(Dataset entries Opens)

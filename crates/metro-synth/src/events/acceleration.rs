//! Acceleration: pulling away from the platform.
//!
//! Traction motors sweep 250 → 850 Hz with load harmonics 500 → 1700 Hz; the
//! inverter surges at start-up and decays; low-speed grinding fades as the
//! train gathers pace; rumble builds with speed. The whole segment ramps from
//! quiet to full. A wheel slip (rapid FM tone over chattering grit) may break
//! out early in the pull-away.

use super::{Part, PartKind, RenderedEvent, SQUEAL_CEILING, finish, layers};
use crate::event::{ACCELERATION_SECS, EventKind};
use crate::rng::Draws;
use crate::{SoundEvent, SynthContext};
use metro_core::{
    Envelope, LayerMix, PwmModulation, SweepShape, envelope_apply, harmonic_sweep, pwm,
    samples_for,
};

/// Render an acceleration segment.
pub fn render(event: &SoundEvent, ctx: &SynthContext) -> RenderedEvent {
    let sr = ctx.sample_rate;
    let dur = ACCELERATION_SECS.clamp(event.duration_secs);
    let wheel_slip = matches!(event.kind, EventKind::Acceleration { wheel_slip: true });
    let mut draws = Draws::new(event.seed);

    let wear = ctx.wear.effects();
    let fscale = ctx.conditions.frequency_scale();
    let gains = ctx.conditions.motor_gains(&[1.0, 0.5, 0.3, 0.2]);
    let top_hz = draws.uniform(820.0, 880.0) * fscale;

    let traction = harmonic_sweep(
        dur,
        sr,
        250.0 * fscale,
        top_hz,
        SweepShape::Exponential,
        &gains,
        0.08,
    );
    let load = harmonic_sweep(
        dur,
        sr,
        500.0 * fscale,
        top_hz * 2.0,
        SweepShape::Exponential,
        &[1.0, 0.4],
        0.03,
    );
    let surge = envelope_apply(
        pwm(
            dur,
            sr,
            (4000.0, 6000.0),
            PwmModulation {
                duty: 0.5,
                duty_depth: 0.3,
                rate_hz: 1.5,
            },
            0.05,
            draws.seed(),
        ),
        &Envelope::ExponentialDecay { tau_secs: 1.2 },
    );
    let grinding = envelope_apply(
        layers::grinding(dur, sr, 0.12, draws.seed()),
        &Envelope::Breakpoints(vec![(0.0, 1.0), (0.3, 0.3), (0.6, 0.0)]),
    );
    let rumble = envelope_apply(
        layers::rumble(dur, sr, 0.22, draws.seed()),
        &Envelope::Linear { from: 0.3, to: 1.0 },
    );

    let mut mix = LayerMix::new(dur, sr);
    mix.add(&traction, 1.0)
        .add(&load, 1.0)
        .add(&surge, 1.0)
        .add(&grinding, 1.0 + wear.roughness)
        .add(&rumble, 1.0 + wear.bearing_noise);

    let mut parts = vec![super::bed(mix.len())];

    let slip_at = draws.uniform(0.2, 0.4) * dur;
    let slip_secs = draws.uniform(0.5, 0.8);
    let slip_seed = draws.seed();
    if wheel_slip {
        let level = SQUEAL_CEILING * (0.6 + 0.4 * event.intensity);
        let slip = layers::wheel_slip(slip_secs, sr, level, &mut Draws::new(slip_seed));
        mix.add_at_secs(&slip, 1.0, slip_at);
        parts.push(Part {
            kind: PartKind::WheelSlip,
            start: samples_for(slip_at, sr),
            len: slip.len(),
        });
    }

    // Quiet-to-full ramp; the gentle fade-in replaces the standard edge fade
    // at the head.
    let level = 0.8 + 0.2 * event.intensity;
    let ramped = envelope_apply(
        finish(mix),
        &Envelope::Linear {
            from: 0.35 * level,
            to: level,
        },
    );
    let buffer = envelope_apply(
        ramped,
        &Envelope::Fade {
            in_secs: 0.15,
            out_secs: metro_core::EDGE_FADE_SECS,
        },
    );

    RenderedEvent { buffer, parts }
}

#[cfg(test)]
mod tests {
    use super::*;
    use crate::Phase;

    #[test]
    fn ramps_from_quiet_to_full() {
        let event = SoundEvent::new(
            Phase::Departure,
            EventKind::Acceleration { wheel_slip: false },
            4.0,
            0.8,
            (0.0, 70.0),
            5,
        );
        let out = render(&event, &SynthContext::default());
        let sr = 44100;
        let head = out.buffer.slice(sr / 4, sr / 2).rms();
        let tail = out.buffer.slice(3 * sr, sr / 2).rms();
        assert!(tail > head, "head {head} tail {tail}");
    }
}
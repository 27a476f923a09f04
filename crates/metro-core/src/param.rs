//! Parameter ranges with clamp-and-log semantics.
//!
//! Out-of-range durations, frequencies and gains are never an error here:
//! they are pulled back into range and, with the `tracing` feature, logged
//! at debug level as an invalid parameter.

/// Inclusive numeric range for a named synthesis parameter.
#[derive(Debug, Clone, Copy, PartialEq)]
pub struct ParamRange {
    /// Parameter name used in log output.
    pub name: &'static str,
    /// Lower bound.
    pub min: f32,
    /// Upper bound.
    pub max: f32,
}

impl ParamRange {
    /// Create a range. Bounds are swapped if given in the wrong order.
    pub const fn new(name: &'static str, min: f32, max: f32) -> Self {
        if min <= max {
            Self { name, min, max }
        } else {
            Self {
                name,
                min: max,
                max: min,
            }
        }
    }

    /// True if `value` lies inside the range.
    #[inline]
    pub fn contains(&self, value: f32) -> bool {
        value >= self.min && value <= self.max
    }

    /// Clamp `value` into the range.
    ///
    /// Non-finite input maps to the lower bound.
    ///
    /// ```rust
    /// use metro_core::ParamRange;
    ///
    /// const CRUISE: ParamRange = ParamRange::new("cruise_secs", 10.0, 18.0);
    /// assert_eq!(CRUISE.clamp(30.0), 18.0);
    /// assert_eq!(CRUISE.clamp(f32::NAN), 10.0);
    /// ```
    pub fn clamp(&self, value: f32) -> f32 {
        if self.contains(value) {
            return value;
        }
        let clamped = if value.is_finite() {
            value.clamp(self.min, self.max)
        } else {
            self.min
        };
        #[cfg(feature = "tracing")]
        tracing::debug!(
            param = self.name,
            value,
            clamped,
            "invalid parameter clamped into range"
        );
        clamped
    }

    /// Map `t` in [0, 1] onto the range.
    #[inline]
    pub fn at(&self, t: f32) -> f32 {
        self.min + (self.max - self.min) * t.clamp(0.0, 1.0)
    }

    /// Midpoint of the range.
    #[inline]
    pub fn mid(&self) -> f32 {
        self.at(0.5)
    }
}
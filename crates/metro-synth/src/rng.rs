//! Seeded draws shared by the sequencer and the builders.

use rand::{Rng, SeedableRng};
use rand_pcg::Pcg64;

/// Uniform `f32` in `[lo, hi)`; returns `lo` for an empty or inverted range.
pub(crate) fn uniform<R: Rng + ?Sized>(rng: &mut R, lo: f32, hi: f32) -> f32 {
    if hi <= lo {
        return lo;
    }
    lo + (hi - lo) * rng.random::<f32>()
}

/// Per-event random stream. Builders take every draw they might need in a
/// fixed order so that toggling a feature flag never shifts later draws.
pub(crate) struct Draws(Pcg64);

impl Draws {
    pub(crate) fn new(seed: u64) -> Self {
        Self(Pcg64::seed_from_u64(seed))
    }

    /// Fresh seed for a primitive.
    pub(crate) fn seed(&mut self) -> u64 {
        self.0.random()
    }

    pub(crate) fn uniform(&mut self, lo: f32, hi: f32) -> f32 {
        uniform(&mut self.0, lo, hi)
    }

    /// Integer in `0..=max`.
    pub(crate) fn up_to(&mut self, max: u32) -> u32 {
        self.0.random_range(0..=max)
    }
}
//! cpal-backed playback sink.
//!
//! ```text
//! write() ──► bounded channel ──► device callback ──► speakers
//!    ▲                                   │
//!    └──────── recycled buffers ◄────────┘
//! ```
//!
//! `write` blocks while the channel is full, which paces the whole pipeline
//! at the device's rate. The callback never allocates: spent buffers go back
//! to the writer for reuse, and an empty channel becomes silence plus a count
//! in an atomic.

use crate::devices::{device_name, find_output_device};
use crate::{Error, OutputFormat, PlaybackSink, Result};
use cpal::traits::{DeviceTrait, StreamTrait};
use crossbeam_channel::{Receiver, Sender, TryRecvError, bounded};
use std::sync::Arc;
use std::sync::atomic::{AtomicBool, AtomicU64, Ordering};
use std::time::{Duration, Instant};

/// Chunks buffered between `write` and the device callback.
const DEVICE_QUEUE_DEPTH: usize = 4;

struct Running {
    stream: cpal::Stream,
    tx: Sender<Vec<f32>>,
    recycled: Receiver<Vec<f32>>,
    drained: Arc<AtomicBool>,
    format: OutputFormat,
    chunk_secs: f32,
}

/// Plays chunks on a cpal output device.
pub struct CpalSink {
    device_name: Option<String>,
    running: Option<Running>,
    opened: bool,
    underruns: Arc<AtomicU64>,
}

impl CpalSink {
    /// Sink for the named device (case-insensitive substring), or the
    /// default output when `None`.
    pub fn new(device_name: Option<String>) -> Self {
        Self {
            device_name,
            running: None,
            opened: false,
            underruns: Arc::new(AtomicU64::new(0)),
        }
    }
}

impl std::fmt::Debug for CpalSink {
    fn fmt(&self, f: &mut std::fmt::Formatter<'_>) -> std::fmt::Result {
        f.debug_struct("CpalSink")
            .field("device_name", &self.device_name)
            .field("open", &self.running.is_some())
            .finish_non_exhaustive()
    }
}

impl PlaybackSink for CpalSink {
    fn name(&self) -> &str {
        self.device_name.as_deref().unwrap_or("default output")
    }

    fn open(&mut self, format: OutputFormat) -> Result<()> {
        if self.opened {
            return Err(Error::SinkState("open called twice"));
        }
        let host = cpal::default_host();
        let device = find_output_device(&host, self.device_name.as_deref())?;
        let name = device_name(&device).unwrap_or_else(|_| "unknown".to_string());

        let stream_config = cpal::StreamConfig {
            channels: format.channel_count(),
            sample_rate: format.sample_rate,
            buffer_size: cpal::BufferSize::Default,
        };

        let (tx, rx) = bounded::<Vec<f32>>(DEVICE_QUEUE_DEPTH);
        let (recycle_tx, recycled) = bounded::<Vec<f32>>(DEVICE_QUEUE_DEPTH + 2);
        let drained = Arc::new(AtomicBool::new(false));
        let underruns = Arc::clone(&self.underruns);
        let cb_drained = Arc::clone(&drained);

        let mut current: Vec<f32> = Vec::new();
        let mut pos = 0usize;
        let mut started = false;

        let stream = device
            .build_output_stream(
                &stream_config,
                move |data: &mut [f32], _: &cpal::OutputCallbackInfo| {
                    let mut filled = 0;
                    while filled < data.len() {
                        if pos >= current.len() {
                            match rx.try_recv() {
                                Ok(next) => {
                                    let spent = std::mem::replace(&mut current, next);
                                    let _ = recycle_tx.try_send(spent);
                                    pos = 0;
                                    started = true;
                                    continue;
                                }
                                Err(TryRecvError::Empty) => {
                                    if started {
                                        underruns.fetch_add(1, Ordering::Relaxed);
                                    }
                                    break;
                                }
                                Err(TryRecvError::Disconnected) => {
                                    cb_drained.store(true, Ordering::Release);
                                    break;
                                }
                            }
                        }
                        let n = (current.len() - pos).min(data.len() - filled);
                        data[filled..filled + n].copy_from_slice(&current[pos..pos + n]);
                        pos += n;
                        filled += n;
                    }
                    data[filled..].fill(0.0);
                },
                |err| tracing::error!(%err, "output stream error"),
                None,
            )
            .map_err(|e| Error::Stream(e.to_string()))?;

        stream.play().map_err(|e| Error::Stream(e.to_string()))?;
        tracing::info!(
            device = %name,
            channels = format.channel_count(),
            sample_rate = format.sample_rate,
            "output stream started"
        );

        self.opened = true;
        self.running = Some(Running {
            stream,
            tx,
            recycled,
            drained,
            format,
            chunk_secs: 0.0,
        });
        Ok(())
    }

    fn write(&mut self, chunk: &[i16]) -> Result<()> {
        let running = self
            .running
            .as_mut()
            .ok_or(Error::SinkState("write on a sink that is not open"))?;

        let mut buf = running.recycled.try_recv().unwrap_or_default();
        buf.clear();
        buf.extend(chunk.iter().map(|&s| f32::from(s) / 32768.0));
        let frames = chunk.len() / usize::from(running.format.channel_count());
        let secs = frames as f32 / running.format.sample_rate as f32;
        running.chunk_secs = running.chunk_secs.max(secs);
        running
            .tx
            .send(buf)
            .map_err(|_| Error::Stream("device callback hung up".to_string()))
    }

    fn close(&mut self) -> Result<()> {
        let running = self
            .running
            .take()
            .ok_or(Error::SinkState("close on a sink that is not open"))?;
        let Running {
            stream,
            tx,
            drained,
            chunk_secs,
            ..
        } = running;

        // Hang up and let the callback play out what is queued.
        drop(tx);
        let budget = Duration::from_secs_f32(chunk_secs * (DEVICE_QUEUE_DEPTH + 2) as f32 + 1.0);
        let deadline = Instant::now() + budget;
        while !drained.load(Ordering::Acquire) && Instant::now() < deadline {
            std::thread::sleep(Duration::from_millis(10));
        }
        if !drained.load(Ordering::Acquire) {
            tracing::warn!("output did not drain before close");
        }

        if let Err(e) = stream.pause() {
            tracing::debug!(error = %e, "pause on close failed");
        }
        drop(stream);
        tracing::info!(
            device_underruns = self.underruns.load(Ordering::Relaxed),
            "output stream closed"
        );
        Ok(())
    }

    fn device_underruns(&self) -> u64 {
        self.underruns.load(Ordering::Relaxed)
    }
}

(Dataset entries Closes)

Send back exactly the lines of the listing above starting at the one with "use crate::Phase;" and ending at the one with "the wrong order.", inclusive, and no others.

**Answer below:**
    use crate::Phase;

    #[test]
    fn ramps_from_quiet_to_full() {
        let event = SoundEvent::new(
            Phase::Departure,
            EventKind::Acceleration { wheel_slip: false },
            4.0,
            0.8,
            (0.0, 70.0),
            5,
        );
        let out = render(&event, &SynthContext::default());
        let sr = 44100;
        let head = out.buffer.slice(sr / 4, sr / 2).rms();
        let tail = out.buffer.slice(3 * sr, sr / 2).rms();
        assert!(tail > head, "head {head} tail {tail}");
    }
}
repository 27a476f923a09f04
filename crates/metro-core/src/param.rs
//! Parameter ranges with clamp-and-log semantics.
//!
//! Out-of-range durations, frequencies and gains are never an error here:
//! they are pulled back into range and, with the `tracing` feature, logged
//! at debug level as an invalid parameter.

/// Inclusive numeric range for a named synthesis parameter.
#[derive(Debug, Clone, Copy, PartialEq)]
pub struct ParamRange {
    /// Parameter name used in log output.
    pub name: &'static str,
    /// Lower bound.
    pub min: f32,
    /// Upper bound.
    pub max: f32,
}

impl ParamRange {
    /// Create a range. Bounds are swapped if given in the wrong order.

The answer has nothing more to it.